Material to process:
########

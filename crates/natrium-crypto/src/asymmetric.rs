//! Public-key encryption and signatures
//!
//! # Agreement
//!
//! ```text
//! shared  = X25519(my_secret, their_public)          reject all-zero output
//! session = HKDF-SHA256(shared, "natrium.asymmetric.session" ‖ min(pk) ‖ max(pk))
//! ```
//!
//! Both parties compute the same session key; it then keys the configured
//! [`Algorithm`].
//!
//! # Sealing
//!
//! Anonymous sealing uses a fresh ephemeral key pair per message:
//!
//! ```text
//! ┌──────────────────────┬──────────────────────────────────────┐
//! │ ephemeral public (32)│ ciphertext under session(eph, recv)  │
//! └──────────────────────┴──────────────────────────────────────┘
//! AAD = ephemeral public ‖ recipient public
//! ```
//!
//! The ephemeral key pair is dropped (and zeroed) before `seal` returns.

use crate::{
    aead::Algorithm,
    encoding::{Ciphertext, MessageSignature},
    entropy::Entropy,
    error::CryptoError,
    kdf,
    keys::{
        EncryptionKeyPair, EncryptionPublicKey, KEY_HALF_BYTES, SharedKey, SignatureKeyPair,
        SignaturePublicKey,
    },
};

/// Asymmetric operations over a chosen symmetric algorithm.
#[derive(Debug, Clone, Copy, Default, PartialEq, Eq)]
pub struct Asymmetric {
    algorithm: Algorithm,
}

impl Asymmetric {
    /// Create a facade encrypting with `algorithm`.
    pub fn new(algorithm: Algorithm) -> Self {
        Self { algorithm }
    }

    /// Symmetric algorithm used for session keys.
    pub fn algorithm(&self) -> Algorithm {
        self.algorithm
    }

    /// Encrypt from `my_pair` to `their_public`.
    pub fn encrypt(
        &self,
        my_pair: &EncryptionKeyPair,
        their_public: &EncryptionPublicKey,
        plaintext: &[u8],
        aad: &[u8],
        entropy: &dyn Entropy,
    ) -> Result<Ciphertext, CryptoError> {
        let session = session_key(my_pair, their_public)?;
        self.algorithm.encrypt(&session, plaintext, aad, entropy)
    }

    /// Decrypt a ciphertext `their_public` encrypted to `my_pair`.
    pub fn decrypt(
        &self,
        my_pair: &EncryptionKeyPair,
        their_public: &EncryptionPublicKey,
        ciphertext: &[u8],
        aad: &[u8],
    ) -> Result<Vec<u8>, CryptoError> {
        let session = session_key(my_pair, their_public)?;
        self.algorithm.decrypt(&session, ciphertext, aad)
    }

    /// Anonymously encrypt to `recipient`.
    pub fn seal(
        &self,
        recipient: &EncryptionPublicKey,
        plaintext: &[u8],
        entropy: &dyn Entropy,
    ) -> Result<Ciphertext, CryptoError> {
        let ephemeral = EncryptionKeyPair::generate(entropy);
        let ephemeral_public = ephemeral.public();

        let session = session_key(&ephemeral, recipient)?;
        let aad = self.seal_aad(&ephemeral_public, recipient);
        let ciphertext = self.algorithm.encrypt(&session, plaintext, &aad, entropy)?;

        let mut out = Vec::with_capacity(KEY_HALF_BYTES + ciphertext.len());
        out.extend_from_slice(ephemeral_public.as_array());
        out.extend_from_slice(&ciphertext.into_bytes());
        Ok(Ciphertext::new(out))
    }

    /// Open a message produced by [`seal`](Self::seal) for `my_pair`.
    pub fn unseal(
        &self,
        my_pair: &EncryptionKeyPair,
        sealed: &[u8],
    ) -> Result<Vec<u8>, CryptoError> {
        let minimum = KEY_HALF_BYTES + self.algorithm.min_ciphertext_len();
        if sealed.len() < minimum {
            tracing::debug!(minimum, actual = sealed.len(), "sealed message too short");
            return Err(CryptoError::MessageTooShort { minimum, actual: sealed.len() });
        }

        let Some((ephemeral, ciphertext)) = sealed.split_first_chunk::<KEY_HALF_BYTES>() else {
            unreachable!("length checked above");
        };
        let ephemeral_public = EncryptionPublicKey::new(*ephemeral);

        let session = session_key(my_pair, &ephemeral_public)?;
        let aad = self.seal_aad(&ephemeral_public, &my_pair.public());
        self.algorithm.decrypt(&session, ciphertext, &aad)
    }

    /// Detached signature over `message`.
    pub fn sign(&self, pair: &SignatureKeyPair, message: &[u8]) -> MessageSignature {
        pair.sign(message)
    }

    /// Strictly verify a detached signature.
    pub fn verify(
        &self,
        public: &SignaturePublicKey,
        signature: &MessageSignature,
        message: &[u8],
    ) -> bool {
        let valid = public.verify(signature, message);
        if !valid {
            tracing::debug!(message_len = message.len(), "signature rejected");
        }
        valid
    }

    /// Associated data binding a sealed message to both public keys.
    ///
    /// Empty for strategies without associated data; the session key already
    /// binds both keys there.
    fn seal_aad(
        &self,
        ephemeral: &EncryptionPublicKey,
        recipient: &EncryptionPublicKey,
    ) -> Vec<u8> {
        if !self.algorithm.strategy().supports_aad() {
            return Vec::new();
        }
        let mut aad = Vec::with_capacity(2 * KEY_HALF_BYTES);
        aad.extend_from_slice(ephemeral.as_array());
        aad.extend_from_slice(recipient.as_array());
        aad
    }
}

fn session_key(
    my_pair: &EncryptionKeyPair,
    their_public: &EncryptionPublicKey,
) -> Result<SharedKey, CryptoError> {
    let shared = my_pair.agree(their_public).inspect_err(|_| {
        tracing::debug!("key agreement produced a non-contributory secret");
    })?;
    let session = kdf::session_key(&shared, my_pair.public().as_array(), their_public.as_array());
    Ok(SharedKey::from_array(*session))
}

########

Write out each line exactly, as it is shown above.

Solution:
filename crates/natrium-crypto/src/asymmetric.rs
//! Public-key encryption and signatures
//!
//! # Agreement
//!
//! ```text
//! shared  = X25519(my_secret, their_public)          reject all-zero output
//! session = HKDF-SHA256(shared, "natrium.asymmetric.session" ‖ min(pk) ‖ max(pk))
//! ```
//!
//! Both parties compute the same session key; it then keys the configured
//! [`Algorithm`].
//!
//! # Sealing
//!
//! Anonymous sealing uses a fresh ephemeral key pair per message:
//!
//! ```text
//! ┌──────────────────────┬──────────────────────────────────────┐
//! │ ephemeral public (32)│ ciphertext under session(eph, recv)  │
//! └──────────────────────┴──────────────────────────────────────┘
//! AAD = ephemeral public ‖ recipient public
//! ```
//!
//! The ephemeral key pair is dropped (and zeroed) before `seal` returns.

use crate::{
    aead::Algorithm,
    encoding::{Ciphertext, MessageSignature},
    entropy::Entropy,
    error::CryptoError,
    kdf,
    keys::{
        EncryptionKeyPair, EncryptionPublicKey, KEY_HALF_BYTES, SharedKey, SignatureKeyPair,
        SignaturePublicKey,
    },
};

/// Asymmetric operations over a chosen symmetric algorithm.
#[derive(Debug, Clone, Copy, Default, PartialEq, Eq)]
pub struct Asymmetric {
    algorithm: Algorithm,
}

impl Asymmetric {
    /// Create a facade encrypting with `algorithm`.
    pub fn new(algorithm: Algorithm) -> Self {
        Self { algorithm }
    }

    /// Symmetric algorithm used for session keys.
    pub fn algorithm(&self) -> Algorithm {
        self.algorithm
    }

    /// Encrypt from `my_pair` to `their_public`.
    pub fn encrypt(
        &self,
        my_pair: &EncryptionKeyPair,
        their_public: &EncryptionPublicKey,
        plaintext: &[u8],
        aad: &[u8],
        entropy: &dyn Entropy,
    ) -> Result<Ciphertext, CryptoError> {
        let session = session_key(my_pair, their_public)?;
        self.algorithm.encrypt(&session, plaintext, aad, entropy)
    }

    /// Decrypt a ciphertext `their_public` encrypted to `my_pair`.
    pub fn decrypt(
        &self,
        my_pair: &EncryptionKeyPair,
        their_public: &EncryptionPublicKey,
        ciphertext: &[u8],
        aad: &[u8],
    ) -> Result<Vec<u8>, CryptoError> {
        let session = session_key(my_pair, their_public)?;
        self.algorithm.decrypt(&session, ciphertext, aad)
    }

    /// Anonymously encrypt to `recipient`.
    pub fn seal(
        &self,
        recipient: &EncryptionPublicKey,
        plaintext: &[u8],
        entropy: &dyn Entropy,
    ) -> Result<Ciphertext, CryptoError> {
        let ephemeral = EncryptionKeyPair::generate(entropy);
        let ephemeral_public = ephemeral.public();

        let session = session_key(&ephemeral, recipient)?;
        let aad = self.seal_aad(&ephemeral_public, recipient);
        let ciphertext = self.algorithm.encrypt(&session, plaintext, &aad, entropy)?;

        let mut out = Vec::with_capacity(KEY_HALF_BYTES + ciphertext.len());
        out.extend_from_slice(ephemeral_public.as_array());
        out.extend_from_slice(&ciphertext.into_bytes());
        Ok(Ciphertext::new(out))
    }

    /// Open a message produced by [`seal`](Self::seal) for `my_pair`.
    pub fn unseal(
        &self,
        my_pair: &EncryptionKeyPair,
        sealed: &[u8],
    ) -> Result<Vec<u8>, CryptoError> {
        let minimum = KEY_HALF_BYTES + self.algorithm.min_ciphertext_len();
        if sealed.len() < minimum {
            tracing::debug!(minimum, actual = sealed.len(), "sealed message too short");
            return Err(CryptoError::MessageTooShort { minimum, actual: sealed.len() });
        }

        let Some((ephemeral, ciphertext)) = sealed.split_first_chunk::<KEY_HALF_BYTES>() else {
            unreachable!("length checked above");
        };
        let ephemeral_public = EncryptionPublicKey::new(*ephemeral);

        let session = session_key(my_pair, &ephemeral_public)?;
        let aad = self.seal_aad(&ephemeral_public, &my_pair.public());
        self.algorithm.decrypt(&session, ciphertext, &aad)
    }

    /// Detached signature over `message`.
    pub fn sign(&self, pair: &SignatureKeyPair, message: &[u8]) -> MessageSignature {
        pair.sign(message)
    }

    /// Strictly verify a detached signature.
    pub fn verify(
        &self,
        public: &SignaturePublicKey,
        signature: &MessageSignature,
        message: &[u8],
    ) -> bool {
        let valid = public.verify(signature, message);
        if !valid {
            tracing::debug!(message_len = message.len(), "signature rejected");
        }
        valid
    }

    /// Associated data binding a sealed message to both public keys.
    ///
    /// Empty for strategies without associated data; the session key already
    /// binds both keys there.
    fn seal_aad(
        &self,
        ephemeral: &EncryptionPublicKey,
        recipient: &EncryptionPublicKey,
    ) -> Vec<u8> {
        if !self.algorithm.strategy().supports_aad() {
            return Vec::new();
        }
        let mut aad = Vec::with_capacity(2 * KEY_HALF_BYTES);
        aad.extend_from_slice(ephemeral.as_array());
        aad.extend_from_slice(recipient.as_array());
        aad
    }
}

fn session_key(
    my_pair: &EncryptionKeyPair,
    their_public: &EncryptionPublicKey,
) -> Result<SharedKey, CryptoError> {
    let shared = my_pair.agree(their_public).inspect_err(|_| {
        tracing::debug!("key agreement produced a non-contributory secret");
    })?;
    let session = kdf::session_key(&shared, my_pair.public().as_array(), their_public.as_array());
    Ok(SharedKey::from_array(*session))
}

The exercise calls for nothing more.